When the COVID-19 pandemic required a rapid pivot towards online teaching, Chris, by then a master at herding cats and deeply familiar with Chemistry’s virtual learning environment, produced instructions and videos to help and support his colleagues in a transition he had already implemented for his own teaching. He was also instrumental in constructing the first year of the new curriculum, steering his colleagues through significant changes in regular meetings, with gentle persistence, hot beverages, and always leading by example.
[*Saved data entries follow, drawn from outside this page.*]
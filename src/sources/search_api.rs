// Copyright 2026 Muvon Un Limited
//
// Licensed under the Apache License, Version 2.0 (the "License");
// you may not use this file except in compliance with the License.
// You may obtain a copy of the License at
//
//     http://www.apache.org/licenses/LICENSE-2.0
//
// Unless required by applicable law or agreed to in writing, software
// distributed under the License is distributed on an "AS IS" BASIS,
// WITHOUT WARRANTIES OR CONDITIONS OF ANY KIND, either express or implied.
// See the License for the specific language governing permissions and
// limitations under the License.

use anyhow::{Context, Result};
use chrono::{Duration, NaiveDate};
use serde::{Deserialize, Serialize};
use tracing::{debug, info};
use url::Url;

use crate::analysis::types::QueryObservation;
use crate::config::SearchApiConfig;
use crate::sources::dedup::DedupAccumulator;
use crate::sources::error::{SourceError, SourceResult};

const TOKEN_ENV: &str = "SEARCH_API_TOKEN";

/// Client for a Search-Console-compatible analytics API.
///
/// Long date ranges are fetched as tiling windows so a busy property
/// cannot exhaust the row budget on its most recent days; rows are merged
/// first-wins by (keyword, url).
pub struct SearchAnalyticsClient {
    client: reqwest::Client,
    endpoint: String,
    token: String,
    row_limit: usize,
}

#[derive(Debug, Serialize)]
#[serde(rename_all = "camelCase")]
struct QueryRequest {
    start_date: String,
    end_date: String,
    dimensions: [&'static str; 2],
    row_limit: usize,
    start_row: usize,
}

#[derive(Debug, Deserialize)]
struct QueryResponse {
    #[serde(default)]
    rows: Vec<AnalyticsRow>,
}

#[derive(Debug, Deserialize)]
struct AnalyticsRow {
    #[serde(default)]
    keys: Vec<String>,
    #[serde(default)]
    clicks: f64,
    #[serde(default)]
    impressions: f64,
    #[serde(default)]
    ctr: f64,
    #[serde(default)]
    position: f64,
}

/// One property the token can query.
#[derive(Debug, Clone, Serialize, Deserialize)]
#[serde(rename_all = "camelCase")]
pub struct SiteEntry {
    pub site_url: String,
    #[serde(default)]
    pub permission_level: String,
}

#[derive(Debug, Deserialize)]
#[serde(rename_all = "camelCase")]
struct SiteListResponse {
    #[serde(default)]
    site_entry: Vec<SiteEntry>,
}

impl SearchAnalyticsClient {
    /// Token comes from the environment, never from config files.
    pub fn new(config: &SearchApiConfig) -> Result<Self> {
        let token = std::env::var(TOKEN_ENV)
            .with_context(|| format!("{} environment variable not set", TOKEN_ENV))?;

        Ok(Self {
            client: reqwest::Client::new(),
            endpoint: config.endpoint.trim_end_matches('/').to_string(),
            token,
            row_limit: config.row_limit.max(1),
        })
    }

    /// Fetch up to `max_rows` distinct (keyword, url) observations for a
    /// site over an inclusive date range. `chunk_days: None` issues a
    /// single query for the whole range.
    pub async fn fetch_observations(
        &self,
        site: &str,
        start: NaiveDate,
        end: NaiveDate,
        max_rows: usize,
        chunk_days: Option<u32>,
    ) -> SourceResult<Vec<QueryObservation>> {
        let windows = date_windows(start, end, chunk_days);
        let budget = per_window_budget(max_rows, windows.len());
        info!(
            site,
            windows = windows.len(),
            window_budget = budget,
            "Fetching search analytics"
        );

        let mut accumulator: DedupAccumulator<(String, String), QueryObservation> =
            DedupAccumulator::new(max_rows);
        for (window_start, window_end) in windows {
            if accumulator.is_full() {
                debug!("Row budget exhausted, skipping remaining windows");
                break;
            }
            let rows = self
                .fetch_window(site, window_start, window_end, budget)
                .await?;
            for row in rows {
                let Some(observation) = convert_row(row) else {
                    continue;
                };
                accumulator.insert(
                    (observation.keyword.clone(), observation.url.clone()),
                    observation,
                );
            }
        }

        info!(rows = accumulator.len(), "Fetched search analytics rows");
        Ok(accumulator.into_items())
    }

    /// Pull one date window, paging by `startRow` until a short page or
    /// the window budget.
    async fn fetch_window(
        &self,
        site: &str,
        start: NaiveDate,
        end: NaiveDate,
        budget: usize,
    ) -> SourceResult<Vec<AnalyticsRow>> {
        let url = self.query_url(site)?;
        let mut rows: Vec<AnalyticsRow> = Vec::new();

        while rows.len() < budget {
            let limit = self.row_limit.min(budget - rows.len());
            let request = QueryRequest {
                start_date: start.format("%Y-%m-%d").to_string(),
                end_date: end.format("%Y-%m-%d").to_string(),
                dimensions: ["query", "page"],
                row_limit: limit,
                start_row: rows.len(),
            };

            let response = self
                .client
                .post(url.clone())
                .bearer_auth(&self.token)
                .json(&request)
                .send()
                .await
                .map_err(|e| SourceError::FetchFailed {
                    target: site.to_string(),
                    reason: e.to_string(),
                })?;
            let page = self.decode::<QueryResponse>(response, site).await?.rows;

            debug!(
                window_start = %start,
                window_end = %end,
                page = page.len(),
                fetched = rows.len(),
                "Fetched analytics page"
            );

            let short_page = page.len() < limit;
            rows.extend(page);
            if short_page {
                break;
            }
        }

        Ok(rows)
    }

    /// List the properties the token can access.
    pub async fn list_sites(&self) -> SourceResult<Vec<SiteEntry>> {
        let mut url = self.base_url()?;
        url.path_segments_mut()
            .map_err(|_| self.bad_endpoint())?
            .push("sites");

        let response = self
            .client
            .get(url)
            .bearer_auth(&self.token)
            .send()
            .await
            .map_err(|e| SourceError::FetchFailed {
                target: "sites".to_string(),
                reason: e.to_string(),
            })?;
        let listing: SiteListResponse = self.decode(response, "sites").await?;

        Ok(listing.site_entry)
    }

    async fn decode<T: serde::de::DeserializeOwned>(
        &self,
        response: reqwest::Response,
        resource: &str,
    ) -> SourceResult<T> {
        let status = response.status();
        if status == reqwest::StatusCode::UNAUTHORIZED || status == reqwest::StatusCode::FORBIDDEN
        {
            return Err(SourceError::AuthorizationDenied {
                resource: resource.to_string(),
            });
        }
        if !status.is_success() {
            return Err(SourceError::FetchFailed {
                target: resource.to_string(),
                reason: format!("HTTP {}", status),
            });
        }
        response
            .json::<T>()
            .await
            .map_err(|e| SourceError::InvalidFormat(e.to_string()))
    }

    fn query_url(&self, site: &str) -> SourceResult<Url> {
        let mut url = self.base_url()?;
        // The site is one percent-encoded path segment, slashes included
        url.path_segments_mut()
            .map_err(|_| self.bad_endpoint())?
            .extend(["sites", site, "searchAnalytics", "query"]);
        Ok(url)
    }

    fn base_url(&self) -> SourceResult<Url> {
        Url::parse(&self.endpoint).map_err(|e| SourceError::FetchFailed {
            target: self.endpoint.clone(),
            reason: e.to_string(),
        })
    }

    fn bad_endpoint(&self) -> SourceError {
        SourceError::FetchFailed {
            target: self.endpoint.clone(),
            reason: "endpoint URL cannot hold path segments".to_string(),
        }
    }
}

/// Split an inclusive date range into tiling windows of at most
/// `chunk_days` days. Ranges no longer than one chunk stay whole.
fn date_windows(
    start: NaiveDate,
    end: NaiveDate,
    chunk_days: Option<u32>,
) -> Vec<(NaiveDate, NaiveDate)> {
    let Some(chunk) = chunk_days.filter(|c| *c > 0) else {
        return vec![(start, end)];
    };
    // Inclusive day count: Jan 1 through Jan 7 is seven days, one chunk
    if (end - start).num_days() + 1 <= i64::from(chunk) {
        return vec![(start, end)];
    }

    let mut windows = Vec::new();
    let mut current = start;
    loop {
        let window_end = (current + Duration::days(i64::from(chunk) - 1)).min(end);
        windows.push((current, window_end));
        if window_end >= end {
            break;
        }
        current = window_end + Duration::days(1);
    }
    windows
}

/// Every window gets an equal share of the row budget, but never less
/// than 1000 rows, so thin windows still surface long-tail keywords.
fn per_window_budget(max_rows: usize, window_count: usize) -> usize {
    (max_rows / window_count.max(1)).max(1000)
}

fn convert_row(row: AnalyticsRow) -> Option<QueryObservation> {
    let mut keys = row.keys.into_iter();
    let keyword = keys.next()?;
    let url = keys.next()?;
    if keyword.is_empty() || url.is_empty() {
        return None;
    }

    Some(QueryObservation {
        keyword,
        url,
        clicks: row.clicks.max(0.0) as u64,
        impressions: row.impressions.max(0.0) as u64,
        ctr: row.ctr as f32,
        position: row.position as f32,
    })
}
These achievements were recognised in multiple nominations for Bristol Teaching Awards, and he won the award for Innovative Teaching in the Faculty of Science in June 2022, as well as being one of the nominees for the best portfolio award for his SFHEA work in the same round.

With his kids pursuing their own interests as they became older, Chris found time for cycling and walking at the weekend, and he was known to show up at colleagues’ houses unexpectedly, unknowingly triggering them to scurryfunge, when all he wanted was a short pitstop with a cup of tea and a cheese sandwich, before continuing on his way for what was easily a 20 mile walk or a 50 mile cycle ride, posting pictures on social media as he went.

At the start of the 2021/22 academic year, Chris ran catch-up labs for the new second year cohort alongside his usual stint in the first-year labs. He ascribed his growing fatigue to getting too old for the labs but was unfortunately diagnosed with the disease that led to his retirement on medical grounds and subsequent death. 

Chris supervised many undergraduate projects across a wide range of topics in coordination chemistry and chemical education. He also supervised and co-supervised several PhD students. He was closely involved with the teaching labs from 2011 to 2022 and we estimate he supported in excess of 2000 students during his time there. He was a great teacher and steadfast colleague, and we miss him.

Chris is survived by his wife and two children, as well as his father and brother. And then there is his unmet challenge of how we are going to incorporate interpretative dance into the assessment of final year projects… which we will revisit in due course.